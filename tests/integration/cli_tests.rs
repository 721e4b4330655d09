use clap::Parser;
use dupindex::cli::Cli;
use dupindex::config::ConfigError;
use dupindex::error::ExitCode;
use dupindex::index::FileIndex;
use dupindex::run_app;
use std::fs;
use std::path::Path;
use tempfile::tempdir;

fn run(db: &Path, args: &[&str]) -> anyhow::Result<ExitCode> {
    let mut argv = vec!["dupindex", "-q", "--database"];
    let db = db.to_str().unwrap();
    argv.push(db);
    argv.extend_from_slice(args);
    run_app(Cli::try_parse_from(argv).unwrap())
}

#[test]
fn test_process_then_list_csv_then_delete() {
    let dir = tempdir().unwrap();
    let data = dir.path().join("data");
    fs::create_dir_all(data.join("keep")).unwrap();
    fs::write(data.join("keep/a.txt"), "dup").unwrap();
    fs::write(data.join("a.txt"), "dup").unwrap();
    fs::write(data.join("b.txt"), "unique").unwrap();
    let db = dir.path().join("index.db");
    let data_str = data.to_str().unwrap();

    assert_eq!(run(&db, &["process", data_str]).unwrap(), ExitCode::Success);
    assert_eq!(FileIndex::open(&db).unwrap().len().unwrap(), 3);

    let report = dir.path().join("report.csv");
    let keep = data.join("keep");
    let code = run(
        &db,
        &[
            "list-duplicates-csv",
            "--prefer-directory",
            keep.to_str().unwrap(),
            "-o",
            report.to_str().unwrap(),
        ],
    )
    .unwrap();
    assert_eq!(code, ExitCode::Success);
    let csv = fs::read_to_string(&report).unwrap();
    let lines: Vec<&str> = csv.lines().collect();
    assert_eq!(lines.len(), 3);
    assert_eq!(lines[0], "status,path,fingerprint");
    assert!(lines[1].starts_with("original,") && lines[1].contains("keep"));
    assert!(lines[2].starts_with("duplicate,"));

    let code = run(
        &db,
        &["delete-duplicates", "--prefer-directory", keep.to_str().unwrap(), "--verify"],
    )
    .unwrap();
    assert_eq!(code, ExitCode::Success);
    assert!(data.join("keep/a.txt").exists());
    assert!(!data.join("a.txt").exists());
    assert_eq!(FileIndex::open(&db).unwrap().len().unwrap(), 2);
}

#[test]
fn test_existing_output_is_a_config_error() {
    let dir = tempdir().unwrap();
    let db = dir.path().join("index.db");
    let out = dir.path().join("out.txt");
    fs::write(&out, "previous").unwrap();

    let err = run(&db, &["list-duplicates", "-o", out.to_str().unwrap()]).unwrap_err();
    assert!(matches!(
        err.downcast_ref::<ConfigError>(),
        Some(ConfigError::OutputExists(_))
    ));
    assert_eq!(ExitCode::for_error(&err), ExitCode::ConfigError);
    assert_eq!(fs::read_to_string(&out).unwrap(), "previous");
}

#[test]
fn test_missing_root_is_a_config_error() {
    let dir = tempdir().unwrap();
    let db = dir.path().join("index.db");
    let missing = dir.path().join("absent");

    let err = run(&db, &["process", missing.to_str().unwrap()]).unwrap_err();
    assert_eq!(ExitCode::for_error(&err), ExitCode::ConfigError);
}

#[test]
fn test_zero_workers_rejected() {
    let dir = tempdir().unwrap();
    let db = dir.path().join("index.db");

    let err = run(
        &db,
        &["process", dir.path().to_str().unwrap(), "--workers", "0"],
    )
    .unwrap_err();
    assert!(matches!(
        err.downcast_ref::<ConfigError>(),
        Some(ConfigError::InvalidWorkers)
    ));
}

#[test]
fn test_cleanup_and_rescan_commands() {
    let dir = tempdir().unwrap();
    let data = dir.path().join("data");
    fs::create_dir_all(&data).unwrap();
    fs::write(data.join("x"), "twin").unwrap();
    fs::write(data.join("y"), "twin").unwrap();
    let db = dir.path().join("index.db");

    run(&db, &["process", data.to_str().unwrap(), "--workers", "1"]).unwrap();
    fs::remove_file(data.join("y")).unwrap();

    assert_eq!(run(&db, &["rescan-duplicates"]).unwrap(), ExitCode::Success);
    assert_eq!(FileIndex::open(&db).unwrap().len().unwrap(), 1);

    fs::remove_file(data.join("x")).unwrap();
    assert_eq!(run(&db, &["cleanup"]).unwrap(), ExitCode::Success);
    assert!(FileIndex::open(&db).unwrap().is_empty().unwrap());
}
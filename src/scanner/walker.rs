//! Directory walker built on `walkdir`.
//!
//! # Overview
//!
//! [`Walker`] lazily enumerates the regular files below a root directory.
//! It is a single pass: the iterator is finite and cannot be restarted.
//!
//! - Symbolic links are never followed and never yielded
//! - Unreadable subdirectories are pruned, the walk carries on
//! - Children are visited in file-name order
//! - A shared shutdown flag ends iteration early
//!
//! # Example
//!
//! ```no_run
//! use dupindex::scanner::Walker;
//! use std::path::Path;
//!
//! let walker = Walker::new(Path::new("/home/user/Downloads"));
//! for entry in walker.walk() {
//!     match entry {
//!         Ok(path) => println!("{}", path.display()),
//!         Err(e) => eprintln!("Warning: {}", e),
//!     }
//! }
//! ```

use std::path::{Path, PathBuf};
use std::sync::atomic::{AtomicBool, Ordering};
use std::sync::Arc;

use walkdir::WalkDir;

use super::path_utils::normalize_path;
use super::ScanError;

/// Lazy regular-file enumerator.
#[derive(Debug)]
pub struct Walker {
    /// Absolute, normalized root
    root: PathBuf,
    /// Optional shutdown flag for graceful termination
    shutdown_flag: Option<Arc<AtomicBool>>,
}

impl Walker {
    /// Create a walker rooted at `path`.
    ///
    /// Relative roots are resolved against the current directory so every
    /// yielded path is absolute.
    #[must_use]
    pub fn new(path: &Path) -> Self {
        let root = normalize_path(path).unwrap_or_else(|_| path.to_path_buf());
        Self {
            root,
            shutdown_flag: None,
        }
    }

    /// Set the shutdown flag for graceful termination.
    ///
    /// Once the flag is `true` the iterator yields nothing further.
    #[must_use]
    pub fn with_shutdown_flag(mut self, flag: Arc<AtomicBool>) -> Self {
        self.shutdown_flag = Some(flag);
        self
    }

    /// Root being walked.
    #[must_use]
    pub fn root(&self) -> &Path {
        &self.root
    }

    fn is_shutdown_requested(&self) -> bool {
        self.shutdown_flag
            .as_ref()
            .is_some_and(|f| f.load(Ordering::SeqCst))
    }

    /// Walk the tree, yielding regular-file paths.
    ///
    /// Errors are yielded as [`ScanError`] values rather than stopping
    /// iteration.
    ///
    /// ```no_run
    /// use dupindex::scanner::Walker;
    /// use std::path::Path;
    ///
    /// let files: Vec<_> = Walker::new(Path::new(".")).walk().filter_map(Result::ok).collect();
    /// println!("Found {} files", files.len());
    /// ```
    pub fn walk(&self) -> impl Iterator<Item = Result<PathBuf, ScanError>> + '_ {
        WalkDir::new(&self.root)
            .follow_links(false)
            .sort_by_file_name()
            .into_iter()
            .take_while(move |_| {
                if self.is_shutdown_requested() {
                    log::debug!("Walker: Shutdown requested, stopping iteration");
                    false
                } else {
                    true
                }
            })
            .filter_map(move |entry| match entry {
                Ok(entry) => {
                    let file_type = entry.file_type();
                    if file_type.is_file() {
                        Some(Ok(entry.into_path()))
                    } else {
                        if file_type.is_symlink() {
                            log::trace!("Skipping symlink: {}", entry.path().display());
                        }
                        None
                    }
                }
                Err(e) => Some(Err(self.handle_walk_error(e))),
            })
    }

    /// Convert a walkdir error, logging it with its path.
    fn handle_walk_error(&self, error: walkdir::Error) -> ScanError {
        use std::io::ErrorKind;

        let path = error
            .path()
            .map_or_else(|| self.root.clone(), Path::to_path_buf);

        match error.io_error().map(std::io::Error::kind) {
            Some(ErrorKind::PermissionDenied) => {
                log::warn!("Permission denied, skipping: {}", path.display());
                ScanError::PermissionDenied(path)
            }
            Some(ErrorKind::NotFound) => {
                log::warn!("Path vanished during walk: {}", path.display());
                ScanError::NotFound(path)
            }
            _ => {
                log::warn!("Walker error for {}: {}", path.display(), error);
                let source = error
                    .into_io_error()
                    .unwrap_or_else(|| std::io::Error::other("filesystem loop detected"));
                ScanError::Io { path, source }
            }
        }
    }
}
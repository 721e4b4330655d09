//! Duplicate detection module.
//!
//! This module provides functionality for:
//! - Grouping indexed paths by shared fingerprint
//! - Electing one original per group with a deterministic tie-break

pub mod groups;
pub mod selector;

pub use groups::{find_duplicate_groups, DuplicateGroup, GroupStats};
pub use selector::{select_original, PreferencePolicy, Selection};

WORK TO BE COMPLETED: For the word "PathBuf", say how many lines of the listing include it; give nothing but the number.

TASK RESULT: 3